# Heat Sensing Game Finders?



## 1Shot Wally (Dec 5, 2004)

Every time I see and ad for one of these I can't help but wonder if they really work.  I'm very skeptical about them.  I think if they worked, plenty of people would be talking about them, yet I've heard nothing.  How about it?  Has anyone tried them?


----------



## roadkill (Dec 5, 2004)

I've been wondering about them too.  If they do work, couldn't you take it to the stand and point it around to see if there were any deer close by.  Then you could wonder if you picked the wrong spot, or did they smell you and not come in for a shot.  Kinda opens a new can of worms.


----------



## Craig Knight (Dec 5, 2004)

*RD.Kill*

Ive been wondering the same thing, I wonder if there is anyone who has tried doing it?


----------



## gadeerwoman (Dec 6, 2004)

I read some threads on several other forums about them and no one was pleased with them.


----------



## Slug-Gunner (Dec 6, 2004)

*I Own an AimSHOT "HeatSeeker" 3500B*

I have an AimSHOT "HeatSeeker" 3500B game-finder model.
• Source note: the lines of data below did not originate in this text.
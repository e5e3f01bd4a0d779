//! `gai-client` — outbound HTTP side of the GAI back-office.
//!
//! Two independent clients live here:
//!
//! ```text
//! RelayClient     ← POST/GET {peer}/relay/{kind} with the outbound X-API-Key
//!     │              dispatch() drives NOT_SENT → SENT → ACKNOWLEDGED | FAILED
//!     ▼
//! peer system (SMART-CITY)
//!
//! SessionManager  ← bearer-token calls to the operator back-end
//!     │              one refresh + one retry on 401, then EXPIRED
//!     ▼
//! TokenStore      ← access/refresh token files between invocations
//! ```
//!
//! Both return [`gai_core::ApiResponse`] so callers never handle raw
//! transport errors.
//!
//! # Quick start
//!
//! ```rust,ignore
//! use gai_client::RelayClient;
//! use gai_core::RecordKind;
//!
//! let client = RelayClient::new("http://localhost:3000", "key", timeout)?;
//! let result = client.send_batch(RecordKind::Fines, &[payload]).await;
//! assert!(result.success);
//! ```

pub mod error;
pub mod relay;
pub mod session;
pub mod tokens;

pub(crate) mod reply;

pub use error::ClientError;
pub use relay::{RelayClient, RelayResult};
pub use session::{LoginResponse, SessionManager, SessionState, User};
pub use tokens::{CredentialPair, TokenStore};
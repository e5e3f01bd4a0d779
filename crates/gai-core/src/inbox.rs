//! Inbound side of the relay: validation and stamping of peer batches.

use std::sync::Arc;

use chrono::{DateTime, Utc};
use serde::Serialize;

use crate::error::{GaiError, Result};
use crate::ids::IdGenerator;
use crate::record::Record;
use crate::store::RecordStore;
use crate::types::RecordKind;

/// Outcome of an accepted batch.
#[derive(Debug, Clone, PartialEq, Serialize)]
#[serde(rename_all = "camelCase")]
pub struct Receipt {
    pub count: usize,
    pub received_at: DateTime<Utc>,
    /// `ids[i]` belongs to the i-th record of the submitted batch.
    pub ids: Vec<String>,
}

/// Pull the `<kind>` array out of a raw request body.
///
/// Malformed JSON, a missing field, or a non-array field are all the same
/// validation failure. An empty array is accepted.
pub fn parse_batch(kind: RecordKind, body: &[u8]) -> Result<Vec<serde_json::Value>> {
    let missing = || GaiError::MissingBatch(kind.as_str().to_string());
    let value: serde_json::Value = serde_json::from_slice(body).map_err(|_| missing())?;
    match value {
        serde_json::Value::Object(mut map) => match map.remove(kind.as_str()) {
            Some(serde_json::Value::Array(items)) => Ok(items),
            _ => Err(missing()),
        },
        _ => Err(missing()),
    }
}

/// Accepts batches of one record kind from one peer system.
pub struct RelayInbox {
    kind: RecordKind,
    source: String,
    ids: Arc<IdGenerator>,
    store: Arc<dyn RecordStore>,
}

impl RelayInbox {
    pub fn new(kind: RecordKind, source: impl Into<String>, store: Arc<dyn RecordStore>) -> Self {
        Self {
            kind,
            source: source.into(),
            ids: Arc::new(IdGenerator::new(kind)),
            store,
        }
    }

    /// Same kind, source and id generator, backed by `store`. Ids issued
    /// after the swap keep increasing past those issued before it.
    pub fn with_store(&self, store: Arc<dyn RecordStore>) -> Self {
        Self {
            kind: self.kind,
            source: self.source.clone(),
            ids: Arc::clone(&self.ids),
            store,
        }
    }

    pub fn kind(&self) -> RecordKind {
        self.kind
    }

    pub fn store(&self) -> &Arc<dyn RecordStore> {
        &self.store
    }

    pub fn accept(&self, payloads: Vec<serde_json::Value>) -> Result<Receipt> {
        self.accept_at(payloads, Utc::now())
    }

    /// Stamp every payload with a fresh id, the shared arrival time, the
    /// peer's name and status `NEW`, then store the whole batch at once.
    pub fn accept_at(
        &self,
        payloads: Vec<serde_json::Value>,
        now: DateTime<Utc>,
    ) -> Result<Receipt> {
        let ids = self.ids.next_batch(payloads.len(), now)?;
        let records: Vec<Record> = ids
            .into_iter()
            .zip(payloads)
            .map(|(id, payload)| Record::received(id, self.kind, payload, &self.source, now))
            .collect();

        let ids = self.store.append(records)?;
        tracing::info!(
            kind = %self.kind,
            source = %self.source,
            count = ids.len(),
            "accepted relay batch"
        );

        Ok(Receipt {
            count: ids.len(),
            received_at: now,
            ids,
        })
    }

    pub fn list(&self) -> Result<Vec<Record>> {
        self.store.list()
    }

    pub fn count(&self) -> Result<usize> {
        self.store.count()
    }
}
Most people don't really understand the principle behind "How They Operate". They ARE NOT really true "HeatSeekers", but operate on the principle of "heat differential" or more simply put, CHANGES IN TEMPERATURE. These are not a "Hunting Aid" you can use effectively without A LOT OF PRACTICE. I practiced using my dogs while out in the woods with them quite a bit. Another way to practice is to have one of your hunt'n buddies hide in the woods on you, and then try to find him using the "HeatSeeker". 

They "detect" changes in temperature of surrounding objects. This means that, on a warm bow-season day, they will "hit" on every sun-warmed pine tree around you as you make a back-and-forth scan of the area. They have a "sensitivity" adjustment that will reduce this, but daytime use on a warm day is almost impossible in finding downed game, especially smaller game animals. If the sap in the trees is warmed from the sun, it will "detect" the "change in temperature" as you scan thru it. This is not to say that THEY DON'T WORK. It just means they are "limited" in their ability during warmer weather.
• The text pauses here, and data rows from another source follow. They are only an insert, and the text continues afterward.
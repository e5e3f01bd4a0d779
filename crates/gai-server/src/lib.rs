pub mod auth;
pub mod error;
pub mod routes;
pub mod state;

use axum::routing::get;
use axum::{middleware, Router};
use gai_core::config::Config;
use tower_http::cors::{Any, CorsLayer};
use tower_http::trace::TraceLayer;

pub use state::AppState;

/// Build the axum Router with the relay routes and middleware.
/// Used by `serve()` and available for integration testing.
pub fn build_router(app_state: AppState) -> Router {
    let cors = CorsLayer::new()
        .allow_origin(Any)
        .allow_methods(Any)
        .allow_headers(Any);

    let relay = Router::new()
        .route(
            "/relay/{kind}",
            get(routes::relay::list_batch).post(routes::relay::receive_batch),
        )
        .route_layer(middleware::from_fn_with_state(
            app_state.clone(),
            auth::require_api_key,
        ));

    Router::new()
        .route("/health", get(routes::health::health))
        .merge(relay)
        .layer(TraceLayer::new_for_http())
        .layer(cors)
        .with_state(app_state)
}

/// Start the relay receiver on `server.bind:server.port` from `config`.
pub async fn serve(config: &Config) -> anyhow::Result<()> {
    let app_state = AppState::from_config(config)?;
    let addr = format!("{}:{}", config.server.bind, config.server.port);
    let listener = tokio::net::TcpListener::bind(&addr).await?;
    serve_on(app_state, listener).await
}

/// Start the relay receiver on a pre-bound listener.
///
/// Lets the caller read the actual port first (useful with port 0).
pub async fn serve_on(app_state: AppState, listener: tokio::net::TcpListener) -> anyhow::Result<()> {
    let actual_port = listener.local_addr()?.port();
    let system = app_state.system_name.clone();
    let app = build_router(app_state);

    tracing::info!("{system} relay receiver listening on http://localhost:{actual_port}");

    axum::serve(listener, app).await?;
    Ok(())
}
In colder weather or on those really cool mornings, they can be an effective "aid" to help you find downed game. At these times of day, the game's body temperature will be warmer than the surrounding objects in the area. The "HeatSeeker" will then show more reliable "hits" while scanning the brush for your game. The "sensitivity" setting and your ability to read the display (depending on your practice at doing so) will determine the "effective range" it will work for you. I've found it be be effective up to 100 yards on deer when the outside temps were in the 30's and the sun hadn't started "warming things up" yet. On a cool, overcast day, the surrounding vegetation temps are more uniform and they should pick up larger games body temperature changes more reliably. I've only had the chance to actually NEED IT twice. Once, I used it to help locate the deer when the blood trail disappeared in a large patch of red-leaved laurel.  The other time was in chest high reeds in a swampy area. On both times the weather was cool and the sun blocked by the tree canopy. Oh yes, on two different occassions it helped me find dove that were "lost" in tall grass that was knee-high. Again, their "effectiveness" depends on the temperature of the surrounding area you are using it in.
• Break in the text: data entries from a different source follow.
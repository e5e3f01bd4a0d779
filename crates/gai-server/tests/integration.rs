use axum::http::StatusCode;
use gai_core::RecordKind;
use gai_server::AppState;
use http_body_util::BodyExt;
use tower::ServiceExt;

const KEY: &str = "smart-city-secret-key-2025";

// ---------------------------------------------------------------------------
// Helpers
// ---------------------------------------------------------------------------

fn state() -> AppState {
    AppState::new("GAI", "SMART-CITY", KEY)
}

async fn send(
    app: axum::Router,
    method: &str,
    uri: &str,
    key: Option<&str>,
    body: Vec<u8>,
) -> (StatusCode, serde_json::Value) {
    let mut builder = axum::http::Request::builder()
        .method(method)
        .uri(uri)
        .header("content-type", "application/json");
    if let Some(k) = key {
        builder = builder.header("x-api-key", k);
    }
    let req = builder.body(axum::body::Body::from(body)).unwrap();
    let response = app.oneshot(req).await.unwrap();
    let status = response.status();
    let body = response.into_body().collect().await.unwrap().to_bytes();
    let json: serde_json::Value = serde_json::from_slice(&body).unwrap_or(serde_json::Value::Null);
    (status, json)
}

async fn post_json(
    app: axum::Router,
    uri: &str,
    key: Option<&str>,
    body: serde_json::Value,
) -> (StatusCode, serde_json::Value) {
    send(app, "POST", uri, key, serde_json::to_vec(&body).unwrap()).await
}

async fn get(app: axum::Router, uri: &str, key: Option<&str>) -> (StatusCode, serde_json::Value) {
    send(app, "GET", uri, key, Vec::new()).await
}

fn stored(state: &AppState, kind: RecordKind) -> usize {
    state.inbox(kind).unwrap().count().unwrap()
}

// ---------------------------------------------------------------------------
// Tests
// ---------------------------------------------------------------------------

#[tokio::test]
async fn health_is_public() {
    let app = gai_server::build_router(state());
    let (status, json) = get(app, "/health", None).await;
    assert_eq!(status, StatusCode::OK);
    assert_eq!(json["status"], "ok");
}

#[tokio::test]
async fn accepted_fine_is_listed_with_external_provenance() {
    let state = state();
    let app = gai_server::build_router(state.clone());

    let (status, json) = post_json(
        app.clone(),
        "/relay/fines",
        Some(KEY),
        serde_json::json!({ "fines": [{ "plate": "01A123BA", "amount": 500000 }] }),
    )
    .await;

    assert_eq!(status, StatusCode::OK);
    assert_eq!(json["success"], true);
    assert_eq!(json["message"], "Received 1 fines");
    assert_eq!(json["count"], 1);
    assert!(json["receivedAt"].as_str().unwrap().ends_with('Z'));
    let ids = json["ids"].as_array().unwrap();
    assert_eq!(ids.len(), 1);
    assert!(ids[0].as_str().unwrap().starts_with("GAI-FIN-"));
    assert!(ids[0].as_str().unwrap().ends_with("-0"));

    let (status, json) = get(app, "/relay/fines", Some(KEY)).await;
    assert_eq!(status, StatusCode::OK);
    assert_eq!(json["count"], 1);
    let record = &json["fines"][0];
    assert_eq!(record["id"], ids[0]);
    assert_eq!(record["provenance"], "EXTERNAL");
    assert_eq!(record["relayStatus"], "NEW");
    assert!(record["arrivalTimestamp"].is_string());
    assert_eq!(record["payload"]["amount"], 500000);
    assert_eq!(stored(&state, RecordKind::Fines), 1);
}

#[tokio::test]
async fn wrong_key_is_rejected_without_side_effects() {
    let state = state();
    let app = gai_server::build_router(state.clone());

    let (status, json) = post_json(
        app,
        "/relay/fines",
        Some("wrong-key"),
        serde_json::json!({ "fines": [{ "plate": "01A123BA", "amount": 500000 }] }),
    )
    .await;

    assert_eq!(status, StatusCode::UNAUTHORIZED);
    assert_eq!(json["error"], "Unauthorized");
    assert_eq!(json["message"], "Invalid API key");
    assert_eq!(stored(&state, RecordKind::Fines), 0);
}

#[tokio::test]
async fn auth_runs_before_body_validation() {
    let app = gai_server::build_router(state());
    let (status, _) = send(app, "POST", "/relay/orders", None, b"not json".to_vec()).await;
    assert_eq!(status, StatusCode::UNAUTHORIZED);
}

#[tokio::test]
async fn listing_requires_key() {
    let app = gai_server::build_router(state());
    let (status, _) = get(app, "/relay/orders", Some("nope")).await;
    assert_eq!(status, StatusCode::UNAUTHORIZED);
}

#[tokio::test]
async fn missing_array_is_rejected_entirely() {
    let state = state();
    let app = gai_server::build_router(state.clone());

    let (status, json) = post_json(
        app,
        "/relay/orders",
        Some(KEY),
        serde_json::json!({ "order": [{ "title": "Close Amir Temur street" }] }),
    )
    .await;

    assert_eq!(status, StatusCode::BAD_REQUEST);
    assert_eq!(json["error"], "Bad Request");
    assert_eq!(json["message"], "orders array is required");
    assert_eq!(stored(&state, RecordKind::Orders), 0);
}

#[tokio::test]
async fn malformed_json_is_bad_request() {
    let state = state();
    let app = gai_server::build_router(state.clone());
    let (status, json) = send(app, "POST", "/relay/cameras", Some(KEY), b"{cameras:".to_vec()).await;
    assert_eq!(status, StatusCode::BAD_REQUEST);
    assert_eq!(json["message"], "cameras array is required");
    assert_eq!(stored(&state, RecordKind::Cameras), 0);
}

#[tokio::test]
async fn empty_batch_is_accepted_as_noop() {
    let state = state();
    let app = gai_server::build_router(state.clone());
    let (status, json) = post_json(
        app,
        "/relay/orders",
        Some(KEY),
        serde_json::json!({ "orders": [] }),
    )
    .await;
    assert_eq!(status, StatusCode::OK);
    assert_eq!(json["message"], "Received 0 orders");
    assert_eq!(json["count"], 0);
    assert!(json["ids"].as_array().unwrap().is_empty());
    assert_eq!(stored(&state, RecordKind::Orders), 0);
}

#[tokio::test]
async fn unknown_kind_with_valid_key_is_404() {
    let app = gai_server::build_router(state());
    let (status, json) = post_json(
        app,
        "/relay/vehicles",
        Some(KEY),
        serde_json::json!({ "vehicles": [] }),
    )
    .await;
    assert_eq!(status, StatusCode::NOT_FOUND);
    assert_eq!(json["error"], "Not Found");
}

#[tokio::test]
async fn batch_order_is_preserved() {
    let state = state();
    let app = gai_server::build_router(state.clone());
    let orders: Vec<_> = (0..10)
        .map(|i| serde_json::json!({ "seq": i }))
        .collect();

    let (status, json) = post_json(
        app,
        "/relay/orders",
        Some(KEY),
        serde_json::json!({ "orders": orders }),
    )
    .await;
    assert_eq!(status, StatusCode::OK);

    let ids: Vec<String> = json["ids"]
        .as_array()
        .unwrap()
        .iter()
        .map(|v| v.as_str().unwrap().to_string())
        .collect();
    let records = state.inbox(RecordKind::Orders).unwrap().list().unwrap();
    assert_eq!(ids.len(), 10);
    for (i, record) in records.iter().enumerate() {
        assert_eq!(record.id, ids[i]);
        assert_eq!(record.payload["seq"], i);
    }
}

#[tokio::test]
async fn ids_are_unique_across_batches() {
    let state = state();
    let app = gai_server::build_router(state.clone());
    let mut all = std::collections::HashSet::new();
    for _ in 0..20 {
        let (_, json) = post_json(
            app.clone(),
            "/relay/fines",
            Some(KEY),
            serde_json::json!({ "fines": [{}, {}, {}] }),
        )
        .await;
        for id in json["ids"].as_array().unwrap() {
            assert!(all.insert(id.as_str().unwrap().to_string()), "duplicate {id}");
        }
    }
    assert_eq!(all.len(), 60);
    assert_eq!(stored(&state, RecordKind::Fines), 60);
}

#[tokio::test]
async fn concurrent_batches_keep_internal_order() {
    let state = state();
    let app = gai_server::build_router(state.clone());

    let handles: Vec<_> = (0..8)
        .map(|batch| {
            let app = app.clone();
            tokio::spawn(async move {
                let fines: Vec<_> = (0..5)
                    .map(|i| serde_json::json!({ "batch": batch, "pos": i }))
                    .collect();
                post_json(
                    app,
                    "/relay/fines",
                    Some(KEY),
                    serde_json::json!({ "fines": fines }),
                )
                .await
            })
        })
        .collect();
    for h in handles {
        let (status, _) = h.await.unwrap();
        assert_eq!(status, StatusCode::OK);
    }

    let records = state.inbox(RecordKind::Fines).unwrap().list().unwrap();
    assert_eq!(records.len(), 40);
    for chunk in records.chunks(5) {
        let batch = &chunk[0].payload["batch"];
        for (i, r) in chunk.iter().enumerate() {
            assert_eq!(&r.payload["batch"], batch);
            assert_eq!(r.payload["pos"], i);
        }
    }
}

#[tokio::test]
async fn kinds_are_stored_separately() {
    let state = state();
    let app = gai_server::build_router(state.clone());
    post_json(
        app.clone(),
        "/relay/cameras",
        Some(KEY),
        serde_json::json!({ "cameras": [{ "cameraId": "CAM-001" }] }),
    )
    .await;
    let (_, json) = get(app, "/relay/impound", Some(KEY)).await;
    assert_eq!(json["count"], 0);
    assert_eq!(stored(&state, RecordKind::Cameras), 1);
}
Are they really worth the near $180 that they cost? For use in our Georgia woods, I don't really think so. If you were hunting under winter conditions up North or Northwestern states like Colorado, Wyoming or Montana, then you could probably justify its cost and use. They will not and DO NOT replace effective "tracking techniques" that I've developed over 40+ years of deer hunting.

I hope this helps explains how a "HeatSeeker" type game finder works and.... unless you've got the "money to burn" and just like to own the latest hunting gadgets - SAVE YOUR MONEY!

  :


----------



## Toffy (Dec 6, 2004)

*Don't recall the name, but*

I don't recall the name of the thing, tho I still see it advertised. I had one on me for reasons I forget at a  check station at Run Creek WMA one hunt a few years back.
The device failed to detect dead deer we laid out on open ground at the check station. 
It also failed to detect the black lab someone brought with them to the station.  (We had it sit and walked away from the pooch and the detector indicated nothing.)

SO THEN.. we tried it on a truck whose engine was running. 

Still no detection noted.

The unit may have been a lemon, but you can see why I have only tested one.


----------



## Slug-Gunner (Dec 7, 2004)

*You Need to Know "How to Use It"!*

I will reiterate what I stated in my earlier post.... 

THESE ARE NOT HEAT DETECTORS!

If you just POINT IT at an object giving off heat, IT WILL DO NOTHING!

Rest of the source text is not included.